Ele me olhou com estranheza e me falou com uma voz de pai ralhando com o filho:

- Nem meio pedido! A borracharia já fechou e agora eu não conserto furo de pneu de senhor ninguém! Logo ali na frente tem outra, vá lá e me deixe comer minhas goiabas sossegado.

Quer saber? Nunca confie na solidariedade de borracheiro de Nazaré das Farinhas.

terça-feira, 1 de janeiro de 2019

Como descobrir se é amor o que você sente


         Se ao sentar à mesa com o seu namorado o seu olhar de peixe morto lacrimejar de emoção, seu coração acelerar em ritmo de samba do crioulo doido na terça-feira de carnaval, seu estômago revirar como nau desgovernada em tempestade em alto-mar, suas pernas fraquejarem em firmeza do andar de bêbado... sorria! Isso que você sente não é amor. Isso é o Sazon apimentado que sua sogra colocou na comida. Mas se depois que a SAMU chegar e lhe levar para o pronto-socorro superlotado e lhe deixar por engano numa unidade de doenças infecciosas, você continuar achando que ela ainda é a melhor sogra do mundo, aí, sim, podemos dizer com toda a certeza de que isso que você sente NÃO é amor. É loucura. E você precisa urgentemente pedir transferência para o setor de psiquiatria.

quinta-feira, 27 de dezembro de 2018

Deixa que eu pago!

Queixava-se do assédio ou cobranças sem a contrapartida. Nenhum homem lhe perguntava quando vencia sua conta de luz ou outra conta qualquer. Exigiam, exigiam sem nenhum retorno. No dia de Ação de Graças um milagre aconteceu:

- Quando vence seu condomínio, gata?


Aleluia! Finalmente apareceu o homem da sua vida! Agora era fazer charminho e marcar a data do casamento.
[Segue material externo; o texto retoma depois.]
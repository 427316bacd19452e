//! secp256k1 implementations of the signing ports.
//!
//! Messages are hashed with blake3 before ECDSA signing. Signatures are 64-byte compact
//! encodings; public keys are 33-byte compressed points.

use crate::domain::{InputSigner, MessageSigner, MessageVerifier, Transaction};
use crate::foundation::util::encoding::parse_hex_32bytes;
use crate::foundation::{Hash32, MixError, Result};
use rand::rngs::OsRng;
use secp256k1::ecdsa::Signature;
use secp256k1::{All, Message, PublicKey, Secp256k1, SecretKey};

pub const COMPACT_SIGNATURE_LEN: usize = 64;
pub const COMPRESSED_PUBKEY_LEN: usize = 33;
/// Unlocking data for a pay-to-pubkey-hash input: signature followed by public key.
pub const SCRIPT_SIG_LEN: usize = COMPACT_SIGNATURE_LEN + COMPRESSED_PUBKEY_LEN;

fn message_digest(message: &[u8]) -> Hash32 {
    *blake3::hash(message).as_bytes()
}

/// Key hash committed to by pay-to-pubkey-hash scripts.
pub fn pubkey_hash(public_key: &[u8]) -> [u8; 20] {
    let digest = blake3::hash(public_key);
    let mut out = [0u8; 20];
    out.copy_from_slice(&digest.as_bytes()[..20]);
    out
}

fn parse_secret_key(secret_hex: &str) -> Result<SecretKey> {
    let bytes = parse_hex_32bytes(secret_hex)?;
    SecretKey::from_slice(&bytes).map_err(|err| MixError::CryptoError { operation: "parse_secret_key".to_string(), details: err.to_string() })
}

/// Verify a compact ECDSA signature over a 32-byte digest.
pub fn verify_digest(secp: &Secp256k1<All>, digest: Hash32, signature: &[u8], public_key: &[u8]) -> bool {
    let Ok(public_key) = PublicKey::from_slice(public_key) else {
        return false;
    };
    let Ok(signature) = Signature::from_compact(signature) else {
        return false;
    };
    secp.verify_ecdsa(&Message::from_digest(digest), &signature, &public_key).is_ok()
}

/// Fixed coordinator key.
pub struct Secp256k1MessageSigner {
    secp: Secp256k1<All>,
    secret_key: SecretKey,
    public_key: PublicKey,
}

impl Secp256k1MessageSigner {
    pub fn new(secret_key: SecretKey) -> Self {
        let secp = Secp256k1::new();
        let public_key = PublicKey::from_secret_key(&secp, &secret_key);
        Self { secp, secret_key, public_key }
    }

    pub fn from_secret_hex(secret_hex: &str) -> Result<Self> {
        Ok(Self::new(parse_secret_key(secret_hex)?))
    }

    pub fn generate() -> Self {
        Self::new(SecretKey::new(&mut OsRng))
    }

    pub fn secret_hex(&self) -> String {
        hex::encode(self.secret_key.secret_bytes())
    }
}

impl MessageSigner for Secp256k1MessageSigner {
    fn sign(&self, message: &[u8]) -> Result<Vec<u8>> {
        let signature = self.secp.sign_ecdsa(&Message::from_digest(message_digest(message)), &self.secret_key);
        Ok(signature.serialize_compact().to_vec())
    }

    fn public_key(&self) -> Vec<u8> {
        self.public_key.serialize().to_vec()
    }
}

pub struct Secp256k1MessageVerifier {
    secp: Secp256k1<All>,
}

impl Secp256k1MessageVerifier {
    pub fn new() -> Self {
        Self { secp: Secp256k1::new() }
    }
}

impl Default for Secp256k1MessageVerifier {
    fn default() -> Self {
        Self::new()
    }
}

impl MessageVerifier for Secp256k1MessageVerifier {
    fn verify(&self, message: &[u8], signature: &[u8], public_key: &[u8]) -> bool {
        verify_digest(&self.secp, message_digest(message), signature, public_key)
    }
}

/// Wallet key signing pay-to-pubkey-hash inputs it owns.
pub struct KeyInputSigner {
    secp: Secp256k1<All>,
    secret_key: SecretKey,
    public_key: PublicKey,
}

impl KeyInputSigner {
    pub fn new(secret_key: SecretKey) -> Self {
        let secp = Secp256k1::new();
        let public_key = PublicKey::from_secret_key(&secp, &secret_key);
        Self { secp, secret_key, public_key }
    }

    pub fn from_secret_hex(secret_hex: &str) -> Result<Self> {
        Ok(Self::new(parse_secret_key(secret_hex)?))
    }

    pub fn generate() -> Self {
        Self::new(SecretKey::new(&mut OsRng))
    }

    pub fn public_key(&self) -> [u8; COMPRESSED_PUBKEY_LEN] {
        self.public_key.serialize()
    }

    pub fn pubkey_hash(&self) -> [u8; 20] {
        pubkey_hash(&self.public_key.serialize())
    }
}

impl InputSigner for KeyInputSigner {
    fn sign_input(&self, tx: &Transaction, index: usize) -> Result<Vec<u8>> {
        let digest = tx.signature_hash(index)?;
        let signature = self.secp.sign_ecdsa(&Message::from_digest(digest), &self.secret_key);
        let mut script_sig = Vec::with_capacity(SCRIPT_SIG_LEN);
        script_sig.extend_from_slice(&signature.serialize_compact());
        script_sig.extend_from_slice(&self.public_key.serialize());
        Ok(script_sig)
    }
}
- No dia quinze, amore. Por quê?
- Nada. Então só venho lhe ver depois do dia dezesseis.

sábado, 22 de dezembro de 2018

Então é Natal


Não gosto de Papai Noel. Nem do jingolbéu. Os sinos da minha infância faziam ding-dong. Ding era o repique, dizia o sineiro aos meninos amarelos de pés descalços. Na véspera do Natal o galo cantava e o sino fazia bléim, bléim e o padre chegava na porta da igreja e anunciava:

- Cristo nasceu!
- Aonde?
- Em Belém.
- E onde fica isso?
- No Pará.
- E onde fica o Pará?
- No cu da sua mãe!
- No seu! E perdeu o dízimo!

E o povo seguia em procissão para ver a lapinha de tia Pureza, tão pura quanto o nome, e a todos recebia com um largo sorriso no rosto. Era a única lapinha que merecia ser visitada. Não porque as outras não prestassem, não era nada disso. É porque não havia outras. O povo não era chegado a certas tradições consumistas. O Natal era só um motivo para se ir à missa do galo. Enquanto isso, os solteiros se divertiam na paquera num parque mambembe que sempre aparecia.
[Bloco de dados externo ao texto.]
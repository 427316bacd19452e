//! Coordinator directory and local coordinator identity.

use crate::domain::{CoordinatorId, CoordinatorIdentity, MasternodeDirectory, MasternodeInfo, OutPoint};
use crate::foundation::{MixError, PeerId, Result};
use crate::infrastructure::config::IdentityConfig;
use crate::infrastructure::crypto::Secp256k1MessageSigner;
use log::warn;
use std::collections::BTreeMap;
use std::sync::{Arc, RwLock};

/// Fixed set of known coordinators.
#[derive(Default)]
pub struct StaticDirectory {
    entries: RwLock<BTreeMap<CoordinatorId, MasternodeInfo>>,
}

impl StaticDirectory {
    pub fn new() -> Self {
        Self::default()
    }

    pub fn insert(&self, id: CoordinatorId, info: MasternodeInfo) -> Result<()> {
        self.entries.write().map_err(|_| MixError::LockPoisoned("static directory".to_string()))?.insert(id, info);
        Ok(())
    }

    pub fn remove(&self, id: &CoordinatorId) -> Result<bool> {
        Ok(self.entries.write().map_err(|_| MixError::LockPoisoned("static directory".to_string()))?.remove(id).is_some())
    }
}

impl MasternodeDirectory for StaticDirectory {
    fn resolve(&self, id: &CoordinatorId) -> Option<MasternodeInfo> {
        match self.entries.read() {
            Ok(entries) => entries.get(id).cloned(),
            Err(_) => {
                warn!("static directory lock poisoned");
                None
            }
        }
    }

    fn count_enabled(&self, min_protocol_version: u32) -> usize {
        self.entries
            .read()
            .map(|entries| entries.values().filter(|info| info.protocol_version >= min_protocol_version).count())
            .unwrap_or(0)
    }
}

/// Build the coordinator identity from `[identity]` config.
pub fn coordinator_identity_from_config(config: &IdentityConfig) -> Result<CoordinatorIdentity> {
    let secret = config
        .secret_key_hex
        .as_deref()
        .ok_or_else(|| MixError::ConfigError("identity.secret_key_hex missing".to_string()))?;
    let outpoint: OutPoint = config
        .collateral_outpoint
        .as_deref()
        .ok_or_else(|| MixError::ConfigError("identity.collateral_outpoint missing".to_string()))?
        .parse()?;
    let signer = Secp256k1MessageSigner::from_secret_hex(secret)?;
    Ok(CoordinatorIdentity { id: CoordinatorId::new(outpoint), signer: Arc::new(signer) })
}

/// Directory record announcing `identity` at `address`.
pub fn masternode_info(identity: &CoordinatorIdentity, address: PeerId, protocol_version: u32) -> MasternodeInfo {
    MasternodeInfo { address, public_key: identity.signer.public_key(), protocol_version }
}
Quando o sino tocava três vezes era hora de se ir à missa. O padre aproveitava o momento fraterno para contar o nascimento de Jesus numa manjedoura e a matança que Herodes promoveu. O povo chorava penalizado das criancinhas passadas a facão, mas logo esquecia quando os Reis Magos chegavam com presentes. Presente é presente, mesmo não servindo para nada, como era o caso da mirra e do incenso.  Essa era a parte que o padre mais gostava de contar porque comovia os fiéis e eles não mediam sacrifícios na hora de colaborar com o enxoval do menino santo. E foi num momento assim que o padre se empolgou e revelou um dos mistérios de Deus:

- Imaginem que castigo para uma criança ter que nascer num coxo de se colocar comida pra cavalo.
- Coxo?
- Sim. Coxo. Manjedoura é coxo.
- Que padre mentiroso da gota serena! O rei dos reis ia nascer num coxo?! O senhor é um herege, um comunista! Quem nasceu num coxo foi a sua mãe! E me dê meu dinheiro de volta que não vou ficar num conluio com comunista numa noite de Natal!
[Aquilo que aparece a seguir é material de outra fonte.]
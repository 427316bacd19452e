//! Participant side of a round: join, submit, follow the coordinator, countersign.

use crate::domain::entry::Entry;
use crate::domain::pool::protocol::{
    CompletedNotice, EntrySubmission, FinalTransactionProposal, JoinRequest, Outbound, ProtocolMessage, StatusUpdate,
};
use crate::domain::pool::session::{MixingSession, SubmittedTo};
use crate::domain::pool::signing::{match_own_entry, sign_inputs};
use crate::domain::pool::state::{PoolRole, PoolState, StatusAccepted};
use crate::domain::ports::{CoordinatorId, InputSigner};
use crate::domain::tx::{Transaction, TxIn, TxOut};
use crate::foundation::{Amount, MixError, PeerId, Result};
use log::{debug, info, warn};

/// What a client intends to mix in one round.
#[derive(Clone, Debug, PartialEq, Eq)]
pub struct EntryPlan {
    pub inputs: Vec<TxIn>,
    pub outputs: Vec<TxOut>,
    pub amount: Amount,
    pub collateral: Transaction,
}

impl MixingSession {
    fn require_client(&self, operation: &str) -> Result<()> {
        match self.config.role {
            PoolRole::Client => Ok(()),
            role => Err(MixError::wrong_role(operation, role)),
        }
    }

    fn from_coordinator(&self, peer: &PeerId) -> bool {
        self.submitted_to.as_ref().is_some_and(|submitted| &submitted.peer == peer)
    }

    /// Ask `coordinator` to admit us with the denominations of `plan`. Our inputs stay locked until the round ends.
    pub fn join(&mut self, coordinator: CoordinatorId, plan: EntryPlan, now: u64) -> Result<()> {
        self.require_client("join")?;
        if self.state != PoolState::Idle {
            return Err(MixError::InvalidStateTransition { from: self.state.to_string(), to: PoolState::Queue.to_string() });
        }
        let info = self.ctx.directory.resolve(&coordinator).ok_or_else(|| MixError::CoordinatorNotFound(coordinator.to_string()))?;
        if info.protocol_version < self.config.min_peer_protocol_version {
            return Err(MixError::Message(format!(
                "coordinator {} speaks protocol {} below {}",
                coordinator, info.protocol_version, self.config.min_peer_protocol_version
            )));
        }
        let denomination = self.catalog.encode(&plan.outputs);
        if denomination == 0 {
            let amount = plan.outputs.iter().map(|out| out.value).find(|value| self.catalog.amount_to_denomination(*value).is_err());
            return Err(MixError::UnknownDenomination { amount: amount.unwrap_or(0) });
        }

        let EntryPlan { inputs, outputs, amount, collateral } = plan;
        let mut entry = Entry::new();
        entry.add(inputs, amount, collateral.clone(), outputs, now);
        self.locked_inputs = entry.inputs().iter().map(|input| *input.outpoint()).collect();
        self.entries = vec![entry];
        self.session_collaterals = vec![collateral.clone()];
        self.session_denomination = denomination;
        self.submitted_to = Some(SubmittedTo { coordinator, peer: info.address.clone() });
        self.transition(PoolState::Queue, now)?;

        info!("joining coordinator={} peer={} denomination={}", coordinator, info.address, self.catalog.decode(denomination));
        self.outbox.push(Outbound::Send { peer: info.address, message: ProtocolMessage::JoinRequest(JoinRequest { denomination, collateral }) });
        Ok(())
    }

    /// Submit our entry to the coordinator we joined.
    ///
    /// Each submission counts against `max_relay_attempts`; past the limit the round is abandoned.
    pub fn send_denominate(&mut self, now: u64) -> Result<bool> {
        self.require_client("send_denominate")?;
        let peer = self
            .submitted_to
            .as_ref()
            .map(|submitted| submitted.peer.clone())
            .ok_or_else(|| MixError::CoordinatorNotFound("no coordinator joined".to_string()))?;
        let Some(entry) = self.entries.first() else {
            return Err(MixError::Message("no entry prepared".to_string()));
        };
        if entry.times_relayed() >= self.config.max_relay_attempts {
            warn!("entry relayed too often, abandoning round times_relayed={}", entry.times_relayed());
            self.reset(now);
            return Ok(false);
        }
        if !self.ctx.ledger.validate(entry.supporting_tx()) {
            warn!("own entry rejected by local ledger check");
            self.reset(now);
            return Ok(false);
        }
        let submission = EntrySubmission {
            inputs: entry.tx_inputs(),
            amount: entry.amount(),
            collateral: entry.collateral().clone(),
            outputs: entry.tx_outputs(),
        };
        if let Some(entry) = self.entries.first_mut() {
            entry.mark_relayed();
        }
        if self.state == PoolState::Queue {
            self.transition(PoolState::AcceptingEntries, now)?;
        }
        debug!("entry submitted peer={} inputs={}", peer, submission.inputs.len());
        self.outbox.push(Outbound::Send { peer, message: ProtocolMessage::EntrySubmission(submission) });
        Ok(true)
    }

    /// A ready advertisement from `coordinator`. Submits our entry if it is the one we joined.
    pub fn on_queue_ready(&mut self, coordinator: &CoordinatorId, now: u64) -> Result<bool> {
        if self.config.role != PoolRole::Client {
            return Ok(false);
        }
        let ours = self.submitted_to.as_ref().is_some_and(|submitted| &submitted.coordinator == coordinator);
        if !ours {
            debug!("ready advertisement from other coordinator ignored coordinator={}", coordinator);
            return Ok(false);
        }
        if !matches!(self.state, PoolState::Queue | PoolState::AcceptingEntries) {
            return Ok(false);
        }
        if self.entries.first().map(Entry::times_relayed).unwrap_or(0) > 0 {
            return Ok(false);
        }
        self.send_denominate(now)
    }

    /// Status pushed by our coordinator.
    pub fn status_update(&mut self, peer: &PeerId, update: &StatusUpdate, now: u64) {
        if self.config.role != PoolRole::Client || !self.from_coordinator(peer) {
            return;
        }
        if self.state.is_terminal() {
            return;
        }
        if !self.session_id.is_none() && !update.session_id.is_none() && update.session_id != self.session_id {
            debug!("status for other session ignored session_id={} ours={}", update.session_id, self.session_id);
            return;
        }
        if update.state == PoolState::Idle && self.state.is_active() {
            info!("coordinator reset the round session_id={}", self.session_id);
            self.reset(now);
            return;
        }

        self.entries_count = update.entries;
        match update.accepted {
            StatusAccepted::Rejected => {
                self.last_entry_accepted = false;
                self.last_message = update.message;
                warn!("coordinator rejected us reason={}", update.message);
                self.transition_or_log(PoolState::Error, now);
                self.locked_inputs.clear();
                return;
            }
            StatusAccepted::Accepted => {
                self.last_entry_accepted = true;
                self.count_entries_accepted += 1;
                self.last_message = update.message;
                if self.session_id.is_none() && !update.session_id.is_none() {
                    self.session_id = update.session_id;
                    debug!("session id assigned session_id={}", self.session_id);
                }
            }
            StatusAccepted::Reset => {}
        }
        if update.state.is_active() && self.state.can_transition_to(update.state) {
            self.transition_or_log(update.state, now);
        }
    }

    /// Verify the proposal carries our entry unmodified and countersign our inputs.
    ///
    /// Any mismatch abandons the round without telling the coordinator why.
    pub fn sign_final_transaction(
        &mut self,
        peer: &PeerId,
        proposal: &FinalTransactionProposal,
        signer: &dyn InputSigner,
        now: u64,
    ) -> Result<bool> {
        self.require_client("sign_final_transaction")?;
        if !self.from_coordinator(peer) || !self.state.is_active() {
            return Ok(false);
        }
        if !self.session_id.is_none() && proposal.session_id != self.session_id {
            return Ok(false);
        }
        let Some(own) = self.entries.first() else {
            return Ok(false);
        };
        let Some(positions) = match_own_entry(&proposal.transaction, own) else {
            warn!("final transaction does not carry our entry, refusing to sign");
            self.reset(now);
            return Ok(false);
        };
        let signed = match sign_inputs(&proposal.transaction, &positions, signer) {
            Ok(signed) => signed,
            Err(err) => {
                self.reset(now);
                return Err(err);
            }
        };
        if let Some(own) = self.entries.first_mut() {
            for input in &signed {
                own.add_signature(input);
            }
        }
        self.final_transaction = Some(proposal.transaction.clone());
        if self.state.can_transition_to(PoolState::Signing) {
            self.transition_or_log(PoolState::Signing, now);
        }
        debug!("final transaction signed inputs={}", signed.len());
        self.outbox.push(Outbound::Send { peer: peer.clone(), message: ProtocolMessage::Signatures(signed) });
        Ok(true)
    }

    /// Completion notice from our coordinator. Unlocks our inputs; the round resets after `reset_delay_secs`.
    pub fn completed_transaction(&mut self, peer: &PeerId, notice: &CompletedNotice, now: u64) {
        if self.config.role != PoolRole::Client || !self.from_coordinator(peer) || !self.state.is_active() {
            return;
        }
        if !self.session_id.is_none() && notice.session_id != self.session_id {
            return;
        }
        self.last_message = notice.message;
        if notice.error {
            info!("round failed reason={}", notice.message);
            self.transition_or_log(PoolState::Error, now);
        } else {
            info!("round completed session_id={}", self.session_id);
            if self.state != PoolState::Transmission {
                self.transition_or_log(PoolState::Transmission, now);
            }
            self.transition_or_log(PoolState::Success, now);
            self.last_success_height = self.block_height_cache;
        }
        self.locked_inputs.clear();
    }

    pub fn count_entries_accepted(&self) -> u32 {
        self.count_entries_accepted
    }

    pub fn last_entry_accepted(&self) -> bool {
        self.last_entry_accepted
    }
}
Estava formada a confusão. O sacristão, que tinha a mesma cara do padre, não gostou da ofensa à mãe do sacerdote e meteu o castiçal na cabeça da ovelha rebelde, que caiu desacordada e jorrando sangue. O delegado, que estava na missa, deu voz de prisão ao sacristão, o padre não gostou e chamou o delegado de “chumbeta de Belzebu”. Sem alternativa, o delegado levou o padre também preso, por desacato à autoridade. A minha mãe, que a tudo assistia horrorizada, fez pelo-sinal, me pegou nos braços, me fez entrar na Rural da Prefeitura e me levou para a emergência médica antes que eu tivesse uma hemorragia.